As the answer, set down the lines below from the one containing "use rust_decimal::Decimal;" through the one containing "an existing client", exactly and inclusively, and no others.
Content starts
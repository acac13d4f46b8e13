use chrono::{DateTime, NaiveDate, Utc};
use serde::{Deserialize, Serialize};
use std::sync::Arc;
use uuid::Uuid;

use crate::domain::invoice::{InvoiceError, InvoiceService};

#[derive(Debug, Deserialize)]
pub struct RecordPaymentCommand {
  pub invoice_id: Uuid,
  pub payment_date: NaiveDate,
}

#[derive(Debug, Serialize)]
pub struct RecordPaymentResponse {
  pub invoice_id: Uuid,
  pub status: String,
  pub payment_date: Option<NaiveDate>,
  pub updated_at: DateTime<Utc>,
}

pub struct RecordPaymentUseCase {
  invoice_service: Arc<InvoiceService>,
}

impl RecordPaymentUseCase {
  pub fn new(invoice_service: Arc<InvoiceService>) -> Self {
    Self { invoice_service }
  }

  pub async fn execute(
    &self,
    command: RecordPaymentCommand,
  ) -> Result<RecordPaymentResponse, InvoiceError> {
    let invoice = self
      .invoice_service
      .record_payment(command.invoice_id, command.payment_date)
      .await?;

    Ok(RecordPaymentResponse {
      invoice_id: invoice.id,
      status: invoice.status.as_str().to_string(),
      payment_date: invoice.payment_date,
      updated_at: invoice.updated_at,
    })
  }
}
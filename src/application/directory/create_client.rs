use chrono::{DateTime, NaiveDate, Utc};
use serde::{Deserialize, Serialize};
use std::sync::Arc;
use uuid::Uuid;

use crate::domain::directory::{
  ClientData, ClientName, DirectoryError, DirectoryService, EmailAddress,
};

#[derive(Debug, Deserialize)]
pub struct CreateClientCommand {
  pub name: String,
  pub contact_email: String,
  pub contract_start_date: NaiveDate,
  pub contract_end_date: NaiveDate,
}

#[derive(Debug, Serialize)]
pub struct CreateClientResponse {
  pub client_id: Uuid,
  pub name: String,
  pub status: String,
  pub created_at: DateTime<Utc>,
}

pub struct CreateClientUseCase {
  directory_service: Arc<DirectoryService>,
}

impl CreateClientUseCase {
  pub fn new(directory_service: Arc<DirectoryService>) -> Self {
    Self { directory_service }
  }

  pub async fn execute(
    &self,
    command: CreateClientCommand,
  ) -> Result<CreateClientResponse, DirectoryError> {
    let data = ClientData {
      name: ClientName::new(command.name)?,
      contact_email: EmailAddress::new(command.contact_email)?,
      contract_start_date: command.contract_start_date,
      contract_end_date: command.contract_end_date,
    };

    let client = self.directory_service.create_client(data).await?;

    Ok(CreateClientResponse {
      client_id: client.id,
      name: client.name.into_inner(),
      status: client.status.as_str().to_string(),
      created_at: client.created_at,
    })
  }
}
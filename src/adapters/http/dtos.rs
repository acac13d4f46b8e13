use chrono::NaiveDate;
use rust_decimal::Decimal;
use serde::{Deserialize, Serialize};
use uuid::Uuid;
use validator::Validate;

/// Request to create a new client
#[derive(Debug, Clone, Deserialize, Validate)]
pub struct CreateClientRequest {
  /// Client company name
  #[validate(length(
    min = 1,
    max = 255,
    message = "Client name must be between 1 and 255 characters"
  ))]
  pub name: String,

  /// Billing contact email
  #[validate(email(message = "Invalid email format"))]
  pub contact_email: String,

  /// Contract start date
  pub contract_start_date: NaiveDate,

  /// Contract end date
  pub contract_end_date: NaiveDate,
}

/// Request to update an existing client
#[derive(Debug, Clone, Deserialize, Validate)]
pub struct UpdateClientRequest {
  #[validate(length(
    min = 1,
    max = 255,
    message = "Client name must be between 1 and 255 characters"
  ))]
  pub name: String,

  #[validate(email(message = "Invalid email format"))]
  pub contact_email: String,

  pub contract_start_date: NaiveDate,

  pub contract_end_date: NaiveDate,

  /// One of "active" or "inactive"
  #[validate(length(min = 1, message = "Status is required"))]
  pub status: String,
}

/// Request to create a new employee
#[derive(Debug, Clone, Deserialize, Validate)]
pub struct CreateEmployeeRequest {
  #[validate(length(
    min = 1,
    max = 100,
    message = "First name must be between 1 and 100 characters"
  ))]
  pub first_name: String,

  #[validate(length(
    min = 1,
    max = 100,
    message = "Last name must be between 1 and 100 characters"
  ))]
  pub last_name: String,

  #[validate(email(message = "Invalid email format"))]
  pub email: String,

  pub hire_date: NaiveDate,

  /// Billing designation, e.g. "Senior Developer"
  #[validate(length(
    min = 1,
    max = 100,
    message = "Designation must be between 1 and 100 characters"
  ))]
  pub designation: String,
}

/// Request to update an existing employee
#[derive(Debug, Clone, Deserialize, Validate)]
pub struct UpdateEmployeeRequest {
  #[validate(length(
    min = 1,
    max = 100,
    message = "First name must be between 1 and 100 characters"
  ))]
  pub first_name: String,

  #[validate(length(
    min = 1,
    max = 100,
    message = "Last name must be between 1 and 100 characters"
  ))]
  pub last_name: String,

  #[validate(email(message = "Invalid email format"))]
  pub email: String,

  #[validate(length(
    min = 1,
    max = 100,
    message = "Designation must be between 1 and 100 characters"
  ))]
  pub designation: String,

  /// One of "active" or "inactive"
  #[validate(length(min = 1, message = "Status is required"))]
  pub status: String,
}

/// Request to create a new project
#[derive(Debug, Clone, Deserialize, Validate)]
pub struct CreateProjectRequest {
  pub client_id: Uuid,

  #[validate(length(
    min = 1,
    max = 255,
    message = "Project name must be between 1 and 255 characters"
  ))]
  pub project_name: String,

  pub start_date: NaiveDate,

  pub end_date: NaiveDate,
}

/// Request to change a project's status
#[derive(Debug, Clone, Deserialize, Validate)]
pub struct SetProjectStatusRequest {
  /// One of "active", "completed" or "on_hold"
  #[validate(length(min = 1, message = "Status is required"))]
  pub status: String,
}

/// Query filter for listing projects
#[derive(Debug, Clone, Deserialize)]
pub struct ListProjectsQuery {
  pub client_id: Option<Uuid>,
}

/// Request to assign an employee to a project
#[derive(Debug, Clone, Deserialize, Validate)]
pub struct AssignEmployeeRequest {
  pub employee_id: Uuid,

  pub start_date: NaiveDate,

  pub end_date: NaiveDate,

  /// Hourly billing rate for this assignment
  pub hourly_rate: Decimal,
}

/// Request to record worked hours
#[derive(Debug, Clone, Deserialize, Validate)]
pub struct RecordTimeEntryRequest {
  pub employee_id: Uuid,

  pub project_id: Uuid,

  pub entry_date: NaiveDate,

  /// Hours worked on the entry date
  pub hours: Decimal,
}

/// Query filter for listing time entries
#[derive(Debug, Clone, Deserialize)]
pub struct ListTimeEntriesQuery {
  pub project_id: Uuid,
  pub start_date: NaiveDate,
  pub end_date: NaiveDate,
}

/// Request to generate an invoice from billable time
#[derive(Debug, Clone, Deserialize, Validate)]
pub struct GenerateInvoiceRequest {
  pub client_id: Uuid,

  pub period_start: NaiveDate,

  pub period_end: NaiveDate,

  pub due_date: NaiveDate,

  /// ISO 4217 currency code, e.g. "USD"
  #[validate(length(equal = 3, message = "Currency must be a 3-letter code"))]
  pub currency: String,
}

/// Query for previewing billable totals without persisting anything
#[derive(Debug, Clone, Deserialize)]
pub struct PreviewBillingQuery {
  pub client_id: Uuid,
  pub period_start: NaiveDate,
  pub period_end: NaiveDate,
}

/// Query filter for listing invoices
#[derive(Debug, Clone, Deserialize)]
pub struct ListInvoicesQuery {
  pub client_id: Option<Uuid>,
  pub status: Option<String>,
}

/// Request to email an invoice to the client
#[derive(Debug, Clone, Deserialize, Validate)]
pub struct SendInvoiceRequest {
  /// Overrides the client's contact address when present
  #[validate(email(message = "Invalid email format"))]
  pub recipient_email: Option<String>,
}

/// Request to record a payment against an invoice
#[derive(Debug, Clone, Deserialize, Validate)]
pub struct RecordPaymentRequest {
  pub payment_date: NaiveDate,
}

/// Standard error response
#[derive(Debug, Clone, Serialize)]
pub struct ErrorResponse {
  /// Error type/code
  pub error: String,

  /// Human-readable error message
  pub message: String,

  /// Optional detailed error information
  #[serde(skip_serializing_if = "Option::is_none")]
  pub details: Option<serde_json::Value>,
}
Content ends
**Result below:**
use rust_decimal::Decimal;
use serde::{Deserialize, Serialize};
use uuid::Uuid;
use validator::Validate;

/// Request to create a new client
#[derive(Debug, Clone, Deserialize, Validate)]
pub struct CreateClientRequest {
  /// Client company name
  #[validate(length(
    min = 1,
    max = 255,
    message = "Client name must be between 1 and 255 characters"
  ))]
  pub name: String,

  /// Billing contact email
  #[validate(email(message = "Invalid email format"))]
  pub contact_email: String,

  /// Contract start date
  pub contract_start_date: NaiveDate,

  /// Contract end date
  pub contract_end_date: NaiveDate,
}

/// Request to update an existing client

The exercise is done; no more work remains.